Agosto Lilás reforça urgência de denúncia e engajamento coletivo para frear feminicídios
O mês de agosto, marcado pela campanha Agosto Lilás, traz dados alarmantes sobre a violência contra a mulher no Brasil. Segundo levantamento do Conselho Nacional de Justiça (CNJ), somente no primeiro semestre de 2025, mais de 500 mil novos processos foram abertos no país — uma média de dois casos a cada minuto.
Para a deputada e cantora Mara Lima (Republicanos), os números evidenciam a gravidade do problema, mas também revelam que as mulheres estão denunciando mais. “Cada número representa uma mulher que sofreu agressão ou ameaça, mas que teve coragem de enfrentar seu agressor. Não podemos tratar a violência como algo distante; ela pode estar na nossa rua ou dentro da nossa casa”, afirma.
No Paraná, Mara Lima é autora da Lei nº 21.629/2023, que criou a Campanha Estadual de Combate à Violência Doméstica, Familiar e Sexual contra a Mulher. Ela também apresentou o Projeto de Lei nº 539/2025, que torna o Banco Vermelho uma ação permanente de combate ao feminicídio no Estado.
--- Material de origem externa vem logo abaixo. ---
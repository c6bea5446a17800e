use std::path::PathBuf;
use thiserror::Error;

/// Failure to turn an image file into a displayable bitmap.
#[derive(Debug, Error)]
pub enum LoadError {
    #[error("could not decode {}: {source}", .path.display())]
    Decode {
        path: PathBuf,
        #[source]
        source: image::ImageError,
    },

    #[error("{} scales to an empty image", .path.display())]
    Empty { path: PathBuf },
}

/// I/O failure on the displayed-images ledger.
#[derive(Debug, Error)]
#[error("ledger {}: {source}", .path.display())]
pub struct LedgerError {
    pub path: PathBuf,
    #[source]
    pub source: std::io::Error,
}

#[derive(Debug, Error)]
pub enum ConfigError {
    /// Loop and yo-yo replay images, which the ledger exists to prevent.
    #[error("--mode {mode} requires --ledger ignore")]
    ModeNeedsIgnoredLedger { mode: &'static str },

    #[error("watched path {} is not a directory", .0.display())]
    NotADirectory(PathBuf),
}
use rand::Rng;
use rand::seq::SliceRandom;

use crate::config::EffectChoice;
use crate::loader::DecodedImage;
use crate::ui::render::{centered_origin, unpack_rgb, Canvas, Rect, BG_COLOR};

/// Edge length of the dissolve tiles, in surface pixels.
pub const TILE_SIZE: u32 = 20;

#[derive(Debug, Clone, Copy, PartialEq, Eq)]
pub enum Effect {
    Fade,
    Dissolve,
    Paint,
    Roll,
}

pub const EFFECTS: [Effect; 4] = [Effect::Fade, Effect::Dissolve, Effect::Paint, Effect::Roll];

/// Corner the paint reveal starts from; it sweeps toward the opposite one.
#[derive(Debug, Clone, Copy, PartialEq, Eq)]
pub enum Diagonal {
    FromTopLeft,
    FromTopRight,
    FromBottomLeft,
    FromBottomRight,
}

impl Diagonal {
    const ALL: [Diagonal; 4] = [
        Diagonal::FromTopLeft,
        Diagonal::FromTopRight,
        Diagonal::FromBottomLeft,
        Diagonal::FromBottomRight,
    ];

    fn from_bottom(self) -> bool {
        matches!(self, Diagonal::FromBottomLeft | Diagonal::FromBottomRight)
    }

    fn from_right(self) -> bool {
        matches!(self, Diagonal::FromTopRight | Diagonal::FromBottomRight)
    }
}

#[derive(Debug, Clone, Copy, PartialEq, Eq)]
pub enum RollDirection {
    TopToBottom,
    BottomToTop,
    LeftToRight,
    RightToLeft,
}

impl RollDirection {
    const ALL: [RollDirection; 4] = [
        RollDirection::TopToBottom,
        RollDirection::BottomToTop,
        RollDirection::LeftToRight,
        RollDirection::RightToLeft,
    ];
}

/// Everything a transition decides up front, reused for each of its frames.
#[derive(Debug, Clone, PartialEq)]
pub enum TransitionState {
    Fade,
    /// Surface tiles in reveal order.
    Dissolve { tiles: Vec<Rect> },
    Paint { diagonal: Diagonal },
    Roll { direction: RollDirection },
}

impl TransitionState {
    /// Resolve `choice` (drawing from `rng` for `Random` and for directions)
    /// for a surface of `width` x `height`.
    pub fn begin<R: Rng>(choice: EffectChoice, rng: &mut R, width: u32, height: u32) -> Self {
        let effect = match choice {
            EffectChoice::Fade => Effect::Fade,
            EffectChoice::Dissolve => Effect::Dissolve,
            EffectChoice::Paint => Effect::Paint,
            EffectChoice::Roll => Effect::Roll,
            EffectChoice::Random => EFFECTS[rng.random_range(0..EFFECTS.len())],
        };

        let state = match effect {
            Effect::Fade => TransitionState::Fade,
            Effect::Dissolve => {
                let mut tiles = tile_grid(width, height, TILE_SIZE);
                tiles.shuffle(rng);
                TransitionState::Dissolve { tiles }
            }
            Effect::Paint => TransitionState::Paint {
                diagonal: Diagonal::ALL[rng.random_range(0..4)],
            },
            Effect::Roll => TransitionState::Roll {
                direction: RollDirection::ALL[rng.random_range(0..4)],
            },
        };
        log::debug!("Transition: {}", state.describe());
        state
    }

    fn describe(&self) -> String {
        match self {
            TransitionState::Fade => "fade".to_string(),
            TransitionState::Dissolve { tiles } => format!("dissolve ({} tiles)", tiles.len()),
            TransitionState::Paint { diagonal } => format!("paint {:?}", diagonal),
            TransitionState::Roll { direction } => format!("roll {:?}", direction),
        }
    }

    /// Compose one frame. `progress` 0 shows only `current`, 1 only `next`.
    pub fn render(
        &self,
        canvas: &mut Canvas,
        current: Option<&DecodedImage>,
        next: &DecodedImage,
        progress: f32,
    ) {
        let progress = progress.clamp(0.0, 1.0);
        let (current_alpha, next_alpha) = fade_alphas(progress);
        canvas.clear(BG_COLOR);

        match self {
            TransitionState::Fade => {
                if let Some(cur) = current {
                    canvas.blit_centered(cur, current_alpha);
                }
                canvas.blit_centered(next, next_alpha);
            }
            TransitionState::Dissolve { tiles } => {
                if let Some(cur) = current {
                    canvas.blit_centered(cur, 255);
                }
                render_dissolve(canvas, next, tiles, progress);
            }
            TransitionState::Paint { diagonal } => {
                if let Some(cur) = current {
                    canvas.blit_centered(cur, current_alpha);
                }
                render_paint(canvas, next, *diagonal, progress);
            }
            TransitionState::Roll { direction } => {
                if let Some(cur) = current {
                    canvas.blit_centered(cur, current_alpha);
                }
                let (x, y) = roll_origin(canvas, next, *direction, progress);
                canvas.blit(next, x, y, next_alpha);
            }
        }
    }
}

/// Opacity of (current, next) at `progress`. They always sum to 255.
pub fn fade_alphas(progress: f32) -> (u8, u8) {
    let next = (255.0 * progress.clamp(0.0, 1.0)).round() as u8;
    (255 - next, next)
}

/// Split the surface into `size` x `size` tiles, clipped at the right and
/// bottom edges, in row-major order.
pub fn tile_grid(width: u32, height: u32, size: u32) -> Vec<Rect> {
    let mut tiles = Vec::new();
    for y in (0..height).step_by(size as usize) {
        for x in (0..width).step_by(size as usize) {
            tiles.push(Rect::new(
                x as i32,
                y as i32,
                size.min(width - x),
                size.min(height - y),
            ));
        }
    }
    tiles
}

fn render_dissolve(canvas: &mut Canvas, next: &DecodedImage, tiles: &[Rect], progress: f32) {
    let revealed = ((tiles.len() as f32 * progress).floor() as usize).min(tiles.len());
    let (nx, ny) = centered_origin(next.width, next.height, canvas.width(), canvas.height());
    let next_rect = Rect::new(nx, ny, next.width, next.height);
    let bg = unpack_rgb(BG_COLOR);

    for tile in &tiles[..revealed] {
        // A tile shows the finished frame: next where it has pixels,
        // background around it.
        canvas.fill_rect(*tile, bg, 255);
        if let Some(part) = tile.intersect(&next_rect) {
            let src = Rect::new(part.x - nx, part.y - ny, part.w, part.h);
            canvas.blit_region(next, src, part.x, part.y, 255);
        }
    }
}

fn render_paint(canvas: &mut Canvas, next: &DecodedImage, diagonal: Diagonal, progress: f32) {
    let (sw, sh) = (canvas.width() as i32, canvas.height() as i32);
    let (nx, ny) = centered_origin(next.width, next.height, canvas.width(), canvas.height());
    let reach = progress * (sw + sh) as f32;

    for row in 0..next.height {
        let sy = ny + row as i32;
        if sy < 0 || sy >= sh {
            continue;
        }
        let offset = if diagonal.from_bottom() { sh - 1 - sy } else { sy };
        let cutoff = reach - offset as f32;
        if cutoff <= 0.0 {
            continue;
        }
        // Columns whose distance from the starting side is below the cutoff.
        let span = (cutoff.ceil() as i64).min(sw as i64) as i32;
        let (from, to) = if diagonal.from_right() {
            (sw - span, sw)
        } else {
            (0, span)
        };

        let x0 = from.max(nx);
        let x1 = to.min(nx + next.width as i32);
        if x1 <= x0 {
            continue;
        }
        let src = Rect::new(x0 - nx, row as i32, (x1 - x0) as u32, 1);
        canvas.blit_region(next, src, x0, sy, 255);
    }
}

fn roll_origin(canvas: &Canvas, next: &DecodedImage, direction: RollDirection, progress: f32) -> (i32, i32) {
    let (cx, cy) = centered_origin(next.width, next.height, canvas.width(), canvas.height());
    let lerp = |from: f32, to: i32| (from + (to as f32 - from) * progress).round() as i32;
    match direction {
        RollDirection::TopToBottom => (cx, lerp(-(next.height as f32), cy)),
        RollDirection::BottomToTop => (cx, lerp(canvas.height() as f32, cy)),
        RollDirection::LeftToRight => (lerp(-(next.width as f32), cx), cy),
        RollDirection::RightToLeft => (lerp(canvas.width() as f32, cx), cy),
    }
}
O Banco Vermelho, símbolo internacional pela meta de Feminicídio Zero, é instalado em espaços públicos para provocar reflexão e mobilização. “A cor vermelha representa o sangue derramado por mulheres assassinadas, e o tamanho do banco ajuda a dimensionar essa tragédia”, explica a parlamentar.
A deputada reforça que o enfrentamento à violência exige união da sociedade. “Não podemos esperar que só as autoridades resolvam. Se você perceber sinais de violência, denuncie pelo número 180. Silenciar é ser cúmplice”, alerta.
Para ela, o Agosto Lilás é um momento estratégico de mobilização, mas a proteção das mulheres precisa ser constante. “O compromisso é diário. É preciso criar redes de apoio, fortalecer políticas públicas e transformar a cultura que ainda tolera a violência”, finaliza.